A continuación, en la paleta de herramientas, seleccione la reconstrucción D light micro CT 3D y compruebe las propiedades ópticas. Al hacer clic en la pestaña de propiedades, las propiedades del tejido deben establecerse en tejido de ratón, el espectro de fuente establecido en bacterias. Ahora haga clic en reconstruir para realizar la reconstrucción de la luz D.

La ubicación real de la señal de luz D con un círculo rojo es dentro de la cintura pélvica. Esto es más fácil de interpretar cuando la imagen gira durante la película. Para generar la película DLI micro CT 3D, vaya al menú de herramientas y seleccione Animaciones preestablecidas de animación 3D, eje en sentido contrario a las agujas del reloj y, a continuación, duración total.

Establezca este valor en 10 segundos o 25 fotogramas por segundo. Una vez que la configuración de la animación 3D sea correcta, presione grabar y guarde las reconstrucciones DLI micro CT 3D como archivos VI. Es vital hacer estas reconstrucciones utilizando escenarios idénticos para que sean comparables.

También es importante hacer los vídeos utilizando el mismo número de fotogramas por segundo y la duración total. De lo contrario, el tiempo del video 40 no es homogéneo. En la computadora, abra Windows Live Movie Maker y cree un nuevo archivo.

Inserte las reconstrucciones de micro TC DLI en orden cronológico desde el primer día después de la infección. Con la pestaña de herramientas, agregue subtítulos al inicio de cada vídeo seleccionando el vídeo, seleccionando Inicio y, a continuación, seleccionando Agregar subtítulo. El texto del pie de foto se puede formatear desde la barra de herramientas y la ubicación del pie de foto también es ajustable.

Ahora agregue una página de título haciendo clic en inicio y luego en título. Escriba su título en el cuadro usando la barra de herramientas para formatear el texto. A continuación, guarde el proyecto como un archivo MMP.

Esto es esencial si quieres modificar la película. Finalmente, guarde la película como un archivo WMV desde el menú del creador de películas, seleccione guardar película y elija las cuatro opciones de computadora Los controles son esenciales para una buena técnica. Antes de infectar a los ratones, se determinó que el inóculo bacteriano utilizado era bioluminiscente.

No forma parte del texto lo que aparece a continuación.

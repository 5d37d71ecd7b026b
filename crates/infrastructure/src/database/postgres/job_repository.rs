use async_trait::async_trait;
use chrono::Utc;
use sqlx::{PgPool, Row};
use tracing::instrument;

use conveyor_core::errors::{QueueError, Result};
use conveyor_core::models::{
    Disposition, ExecutionError, ExecutionState, FailedExecution, Job, NewJob,
};
use conveyor_core::traits::JobRepository;

use super::row_to_job;

pub struct PostgresJobRepository {
    pool: PgPool,
}

impl PostgresJobRepository {
    pub fn new(pool: PgPool) -> Self {
        Self { pool }
    }
}

#[async_trait]
impl JobRepository for PostgresJobRepository {
    #[instrument(skip(self, job), fields(class_name = %job.class_name, queue = %job.queue_name))]
    async fn create(&self, job: &NewJob, disposition: Disposition) -> Result<Job> {
        let mut tx = self.pool.begin().await?;

        let scheduled_at = job.scheduled_at.unwrap_or_else(Utc::now);
        let (key, limit, duration, on_conflict) = match &job.concurrency {
            Some(p) => (
                Some(p.key.as_str()),
                p.limit,
                p.duration_seconds,
                p.on_conflict,
            ),
            None => (None, 0, 180, Default::default()),
        };

        let row = sqlx::query(
            r#"
            INSERT INTO jobs (queue_name, class_name, arguments, priority, scheduled_at,
                              concurrency_key, concurrency_limit, concurrency_duration_seconds, on_conflict)
            VALUES ($1, $2, $3, $4, $5, $6, $7, $8, $9)
            RETURNING *
            "#,
        )
        .bind(&job.queue_name)
        .bind(&job.class_name)
        .bind(&job.arguments)
        .bind(job.priority)
        .bind(scheduled_at)
        .bind(key)
        .bind(limit)
        .bind(duration)
        .bind(on_conflict)
        .fetch_one(&mut *tx)
        .await?;
        let mut created = row_to_job(&row)?;

        match &disposition {
            Disposition::Ready => {
                sqlx::query(
                    "INSERT INTO ready_executions (job_id, queue_name, priority) VALUES ($1, $2, $3)",
                )
                .bind(created.id)
                .bind(&created.queue_name)
                .bind(created.priority)
                .execute(&mut *tx)
                .await?;
            }
            Disposition::Scheduled(at) => {
                sqlx::query(
                    "INSERT INTO scheduled_executions (job_id, queue_name, priority, scheduled_at) VALUES ($1, $2, $3, $4)",
                )
                .bind(created.id)
                .bind(&created.queue_name)
                .bind(created.priority)
                .bind(at)
                .execute(&mut *tx)
                .await?;
            }
            Disposition::Blocked { key, expires_at } => {
                sqlx::query(
                    "INSERT INTO blocked_executions (job_id, queue_name, priority, concurrency_key, expires_at) VALUES ($1, $2, $3, $4, $5)",
                )
                .bind(created.id)
                .bind(&created.queue_name)
                .bind(created.priority)
                .bind(key)
                .bind(expires_at)
                .execute(&mut *tx)
                .await?;
            }
            Disposition::Finished => {
                // 冲突丢弃：直接完成，不产生执行行，不占用槽位
                let row = sqlx::query(
                    "UPDATE jobs SET finished_at = now(), updated_at = now() WHERE id = $1 RETURNING finished_at",
                )
                .bind(created.id)
                .fetch_one(&mut *tx)
                .await?;
                created.finished_at = row.try_get("finished_at")?;
            }
        }

        tx.commit().await?;
        Ok(created)
    }

    async fn get_by_id(&self, id: i64) -> Result<Option<Job>> {
        let row = sqlx::query("SELECT * FROM jobs WHERE id = $1")
            .bind(id)
            .fetch_optional(&self.pool)
            .await?;
        row.as_ref().map(row_to_job).transpose()
    }

    #[instrument(skip(self))]
    async fn finish(&self, job_id: i64) -> Result<()> {
        let mut tx = self.pool.begin().await?;
        sqlx::query("DELETE FROM claimed_executions WHERE job_id = $1")
            .bind(job_id)
            .execute(&mut *tx)
            .await?;
        let updated = sqlx::query(
            "UPDATE jobs SET finished_at = now(), updated_at = now() WHERE id = $1",
        )
        .bind(job_id)
        .execute(&mut *tx)
        .await?;
        if updated.rows_affected() == 0 {
            return Err(QueueError::JobNotFound { id: job_id });
        }
        tx.commit().await?;
        Ok(())
    }

    #[instrument(skip(self, error), fields(error_class = %error.class))]
    async fn fail(&self, job_id: i64, error: &ExecutionError) -> Result<()> {
        let mut tx = self.pool.begin().await?;
        sqlx::query("DELETE FROM claimed_executions WHERE job_id = $1")
            .bind(job_id)
            .execute(&mut *tx)
            .await?;
        sqlx::query(
            r#"
            INSERT INTO failed_executions (job_id, error_class, error_message, backtrace)
            VALUES ($1, $2, $3, $4)
            ON CONFLICT (job_id) DO NOTHING
            "#,
        )
        .bind(job_id)
        .bind(&error.class)
        .bind(&error.message)
        .bind(&error.backtrace)
        .execute(&mut *tx)
        .await?;
        tx.commit().await?;
        Ok(())
    }

    #[instrument(skip(self))]
    async fn retry(&self, job_id: i64) -> Result<()> {
        let mut tx = self.pool.begin().await?;
        let deleted = sqlx::query("DELETE FROM failed_executions WHERE job_id = $1")
            .bind(job_id)
            .execute(&mut *tx)
            .await?;
        if deleted.rows_affected() == 0 {
            return Err(QueueError::JobNotFound { id: job_id });
        }
        sqlx::query(
            r#"
            INSERT INTO ready_executions (job_id, queue_name, priority)
            SELECT id, queue_name, priority FROM jobs WHERE id = $1
            "#,
        )
        .bind(job_id)
        .execute(&mut *tx)
        .await?;
        tx.commit().await?;
        Ok(())
    }

    #[instrument(skip(self))]
    async fn discard_failed(&self, job_id: i64) -> Result<()> {
        let mut tx = self.pool.begin().await?;
        let deleted = sqlx::query("DELETE FROM failed_executions WHERE job_id = $1")
            .bind(job_id)
            .execute(&mut *tx)
            .await?;
        if deleted.rows_affected() == 0 {
            return Err(QueueError::JobNotFound { id: job_id });
        }
        sqlx::query("UPDATE jobs SET finished_at = now(), updated_at = now() WHERE id = $1")
            .bind(job_id)
            .execute(&mut *tx)
            .await?;
        tx.commit().await?;
        Ok(())
    }

    async fn execution_state(&self, job_id: i64) -> Result<Option<ExecutionState>> {
        let row = sqlx::query(
            r#"
            SELECT
                (SELECT finished_at IS NOT NULL FROM jobs WHERE id = $1) AS finished,
                EXISTS(SELECT 1 FROM ready_executions WHERE job_id = $1) AS ready,
                EXISTS(SELECT 1 FROM claimed_executions WHERE job_id = $1) AS claimed,
                EXISTS(SELECT 1 FROM scheduled_executions WHERE job_id = $1) AS scheduled,
                EXISTS(SELECT 1 FROM blocked_executions WHERE job_id = $1) AS blocked,
                EXISTS(SELECT 1 FROM failed_executions WHERE job_id = $1) AS failed
            "#,
        )
        .bind(job_id)
        .fetch_one(&self.pool)
        .await?;

        let finished: Option<bool> = row.try_get("finished")?;
        let finished = match finished {
            None => return Ok(None), // 作业不存在
            Some(f) => f,
        };

        let state = if row.try_get::<bool, _>("failed")? {
            ExecutionState::Finished { failed: true }
        } else if row.try_get::<bool, _>("claimed")? {
            ExecutionState::Claimed
        } else if row.try_get::<bool, _>("ready")? {
            ExecutionState::Ready
        } else if row.try_get::<bool, _>("scheduled")? {
            ExecutionState::Scheduled
        } else if row.try_get::<bool, _>("blocked")? {
            ExecutionState::Blocked
        } else if finished {
            ExecutionState::Finished { failed: false }
        } else {
            // 介于两次原子操作之间的瞬时状态，按已认领前的空窗处理
            return Ok(None);
        };
        Ok(Some(state))
    }

    async fn failed_execution(&self, job_id: i64) -> Result<Option<FailedExecution>> {
        let row = sqlx::query(
            "SELECT id, job_id, error_class, error_message, backtrace, created_at FROM failed_executions WHERE job_id = $1",
        )
        .bind(job_id)
        .fetch_optional(&self.pool)
        .await?;

        Ok(match row {
            Some(row) => Some(FailedExecution {
                id: row.try_get("id")?,
                job_id: row.try_get("job_id")?,
                error_class: row.try_get("error_class")?,
                error_message: row.try_get("error_message")?,
                backtrace: row.try_get("backtrace")?,
                created_at: row.try_get("created_at")?,
            }),
            None => None,
        })
    }
}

Después de la sonda nasogástrica oral con roedor bioluminiscente, se comprobó si la señal podía observarse en el estómago del animal ilustrada por una punta de flecha blanca y ausente de los pulmones. El mismo ratón se mostrará en ejemplos posteriores de una infección individual. La dentadura cero es un patógeno extracelular confinado a la luz intestinal durante la infección demostrada.

Por lo tanto, se elimina en las heces, que se analizaron para mostrar que la colonización aumenta desde el segundo día hasta el día seis o siete, cuando la infección alcanza su punto máximo diariamente. Se utilizó micro tomografía computarizada de luz D para evaluar la distribución espacial de las bacterias bioluminiscentes dentro de este ratón utilizando el esqueleto como referencia anatómica. Al tercer día, después de la infección, se observaron pequeños focos bioluminiscentes en el colon ilustrados con una flecha azul.

Estos focos mostraron un aumento moderado en la intensidad de la bioluminiscencia al quinto día después de la infección con pocos cambios en la distribución espacial al séptimo día después de la infección, hubo un aumento significativo en la bioluminiscencia y los focos bioluminiscentes se extendieron por todo el colon. Tres reconstrucciones de micro TC con luz DD desde el día uno hasta el octavo después de la infección ilustran la propagación de la infección por serodeum. La infección bacteriana comienza como focos distintos dentro del tracto gastrointestinal proximal.

Al tercer día, la infección se propaga al colon. Durante los días siguientes, los focos de infección se extendieron aún más, creciendo en tamaño y número. La infección alcanza su punto máximo el séptimo día.

Luego, en el octavo día, las colonias se redujeron a dos focos bacterianos distintos en el colon proximal y distal. Esta tecnología permitirá a los investigadores estudiar los mecanismos de colonización e infección bacteriana en tiempo real e investigar la eficacia de las estrategias de intervención.